AIM OF THE EXERCISE
Begin with the first line of the entries below. Copy each line exactly, stopping after the one that contains "pub(crate) fn absorb(&mut".

▬▬▬▬▬▬▬▬▬▬

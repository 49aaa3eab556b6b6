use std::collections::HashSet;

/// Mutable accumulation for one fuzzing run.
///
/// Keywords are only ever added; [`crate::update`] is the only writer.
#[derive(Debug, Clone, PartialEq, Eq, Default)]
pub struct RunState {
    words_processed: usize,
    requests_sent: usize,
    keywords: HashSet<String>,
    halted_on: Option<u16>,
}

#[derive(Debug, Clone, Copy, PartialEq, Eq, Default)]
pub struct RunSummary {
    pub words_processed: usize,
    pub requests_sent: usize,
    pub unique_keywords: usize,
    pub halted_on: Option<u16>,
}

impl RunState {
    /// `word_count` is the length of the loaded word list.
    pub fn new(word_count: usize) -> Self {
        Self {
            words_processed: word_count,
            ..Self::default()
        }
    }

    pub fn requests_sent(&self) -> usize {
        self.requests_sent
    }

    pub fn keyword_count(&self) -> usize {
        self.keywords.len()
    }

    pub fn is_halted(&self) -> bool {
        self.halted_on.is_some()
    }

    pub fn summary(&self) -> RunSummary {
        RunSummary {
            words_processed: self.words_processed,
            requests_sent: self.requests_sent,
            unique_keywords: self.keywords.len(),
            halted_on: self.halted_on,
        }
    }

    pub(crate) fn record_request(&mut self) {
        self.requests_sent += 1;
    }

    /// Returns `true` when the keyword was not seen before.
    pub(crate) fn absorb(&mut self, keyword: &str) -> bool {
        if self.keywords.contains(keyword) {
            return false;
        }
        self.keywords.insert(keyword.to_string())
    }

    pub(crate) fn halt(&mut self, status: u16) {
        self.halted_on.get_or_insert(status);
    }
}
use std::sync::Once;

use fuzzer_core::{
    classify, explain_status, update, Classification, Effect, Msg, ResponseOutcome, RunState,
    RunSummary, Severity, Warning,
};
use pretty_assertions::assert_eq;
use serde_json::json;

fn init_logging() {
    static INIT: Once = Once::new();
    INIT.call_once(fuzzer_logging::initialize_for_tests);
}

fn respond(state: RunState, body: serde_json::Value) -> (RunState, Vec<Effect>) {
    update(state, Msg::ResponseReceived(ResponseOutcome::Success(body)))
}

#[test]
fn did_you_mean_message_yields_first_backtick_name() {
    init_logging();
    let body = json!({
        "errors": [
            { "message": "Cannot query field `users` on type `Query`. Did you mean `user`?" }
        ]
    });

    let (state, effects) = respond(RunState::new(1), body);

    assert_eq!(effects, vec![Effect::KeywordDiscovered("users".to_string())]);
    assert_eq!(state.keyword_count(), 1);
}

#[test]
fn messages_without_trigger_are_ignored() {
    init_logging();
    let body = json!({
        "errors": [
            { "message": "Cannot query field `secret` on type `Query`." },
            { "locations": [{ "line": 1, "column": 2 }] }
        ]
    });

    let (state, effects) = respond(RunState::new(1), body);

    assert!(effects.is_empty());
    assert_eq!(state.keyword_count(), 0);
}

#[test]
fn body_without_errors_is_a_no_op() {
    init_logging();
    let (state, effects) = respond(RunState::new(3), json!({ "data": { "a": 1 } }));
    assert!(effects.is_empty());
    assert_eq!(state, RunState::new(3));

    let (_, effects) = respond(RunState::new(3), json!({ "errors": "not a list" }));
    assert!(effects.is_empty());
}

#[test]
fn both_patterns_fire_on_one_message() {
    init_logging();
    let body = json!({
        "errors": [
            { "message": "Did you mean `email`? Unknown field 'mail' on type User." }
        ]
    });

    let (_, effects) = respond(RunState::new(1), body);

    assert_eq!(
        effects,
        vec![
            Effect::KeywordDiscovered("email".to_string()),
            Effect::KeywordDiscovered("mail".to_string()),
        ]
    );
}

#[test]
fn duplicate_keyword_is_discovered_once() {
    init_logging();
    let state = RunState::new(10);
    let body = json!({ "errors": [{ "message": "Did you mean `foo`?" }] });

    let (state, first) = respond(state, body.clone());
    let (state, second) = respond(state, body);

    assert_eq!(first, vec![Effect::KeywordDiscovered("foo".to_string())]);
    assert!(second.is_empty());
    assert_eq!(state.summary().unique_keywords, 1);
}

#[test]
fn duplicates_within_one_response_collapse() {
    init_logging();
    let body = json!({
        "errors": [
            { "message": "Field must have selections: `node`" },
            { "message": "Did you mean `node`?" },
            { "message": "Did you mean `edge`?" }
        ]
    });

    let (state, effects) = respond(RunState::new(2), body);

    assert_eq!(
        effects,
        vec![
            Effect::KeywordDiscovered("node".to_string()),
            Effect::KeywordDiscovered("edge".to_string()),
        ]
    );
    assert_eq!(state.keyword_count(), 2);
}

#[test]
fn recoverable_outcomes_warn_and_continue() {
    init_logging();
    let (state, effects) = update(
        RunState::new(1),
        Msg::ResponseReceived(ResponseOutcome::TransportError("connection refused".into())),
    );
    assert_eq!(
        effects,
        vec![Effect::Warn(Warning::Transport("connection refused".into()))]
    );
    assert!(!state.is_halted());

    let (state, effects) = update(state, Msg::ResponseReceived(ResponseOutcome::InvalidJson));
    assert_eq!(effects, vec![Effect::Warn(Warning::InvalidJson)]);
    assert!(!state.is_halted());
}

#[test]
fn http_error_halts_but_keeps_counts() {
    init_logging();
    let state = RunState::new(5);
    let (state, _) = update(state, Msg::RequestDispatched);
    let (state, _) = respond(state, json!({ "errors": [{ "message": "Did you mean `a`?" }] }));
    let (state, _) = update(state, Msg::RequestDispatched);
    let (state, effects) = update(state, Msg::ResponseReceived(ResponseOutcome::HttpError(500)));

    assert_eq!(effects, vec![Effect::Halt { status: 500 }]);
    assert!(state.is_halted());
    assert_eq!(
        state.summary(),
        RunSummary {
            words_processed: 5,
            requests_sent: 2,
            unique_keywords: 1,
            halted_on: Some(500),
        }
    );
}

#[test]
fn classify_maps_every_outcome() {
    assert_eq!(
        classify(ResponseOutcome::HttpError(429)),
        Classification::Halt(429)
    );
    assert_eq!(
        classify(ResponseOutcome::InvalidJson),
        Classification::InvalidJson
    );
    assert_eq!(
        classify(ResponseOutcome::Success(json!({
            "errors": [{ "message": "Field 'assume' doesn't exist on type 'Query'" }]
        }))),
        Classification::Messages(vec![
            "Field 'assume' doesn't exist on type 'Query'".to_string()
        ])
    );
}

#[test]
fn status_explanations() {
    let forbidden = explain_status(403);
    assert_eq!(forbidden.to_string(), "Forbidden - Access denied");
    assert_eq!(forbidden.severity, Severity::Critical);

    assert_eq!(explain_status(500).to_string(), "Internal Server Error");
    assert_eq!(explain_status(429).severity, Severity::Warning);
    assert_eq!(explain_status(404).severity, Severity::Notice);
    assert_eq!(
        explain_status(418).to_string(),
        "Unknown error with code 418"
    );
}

▬▬▬▬▬▬▬▬▬▬

SOLVED PROBLEM
repository 49aaa3eab556b6b6
use std::collections::HashSet;

/// Mutable accumulation for one fuzzing run.
///
/// Keywords are only ever added; [`crate::update`] is the only writer.
#[derive(Debug, Clone, PartialEq, Eq, Default)]
pub struct RunState {
    words_processed: usize,
    requests_sent: usize,
    keywords: HashSet<String>,
    halted_on: Option<u16>,
}

#[derive(Debug, Clone, Copy, PartialEq, Eq, Default)]
pub struct RunSummary {
    pub words_processed: usize,
    pub requests_sent: usize,
    pub unique_keywords: usize,
    pub halted_on: Option<u16>,
}

impl RunState {
    /// `word_count` is the length of the loaded word list.
    pub fn new(word_count: usize) -> Self {
        Self {
            words_processed: word_count,
            ..Self::default()
        }
    }

    pub fn requests_sent(&self) -> usize {
        self.requests_sent
    }

    pub fn keyword_count(&self) -> usize {
        self.keywords.len()
    }

    pub fn is_halted(&self) -> bool {
        self.halted_on.is_some()
    }

    pub fn summary(&self) -> RunSummary {
        RunSummary {
            words_processed: self.words_processed,
            requests_sent: self.requests_sent,
            unique_keywords: self.keywords.len(),
            halted_on: self.halted_on,
        }
    }

    pub(crate) fn record_request(&mut self) {
        self.requests_sent += 1;
    }

    /// Returns `true` when the keyword was not seen before.
    pub(crate) fn absorb(&mut self, keyword: &str) -> bool {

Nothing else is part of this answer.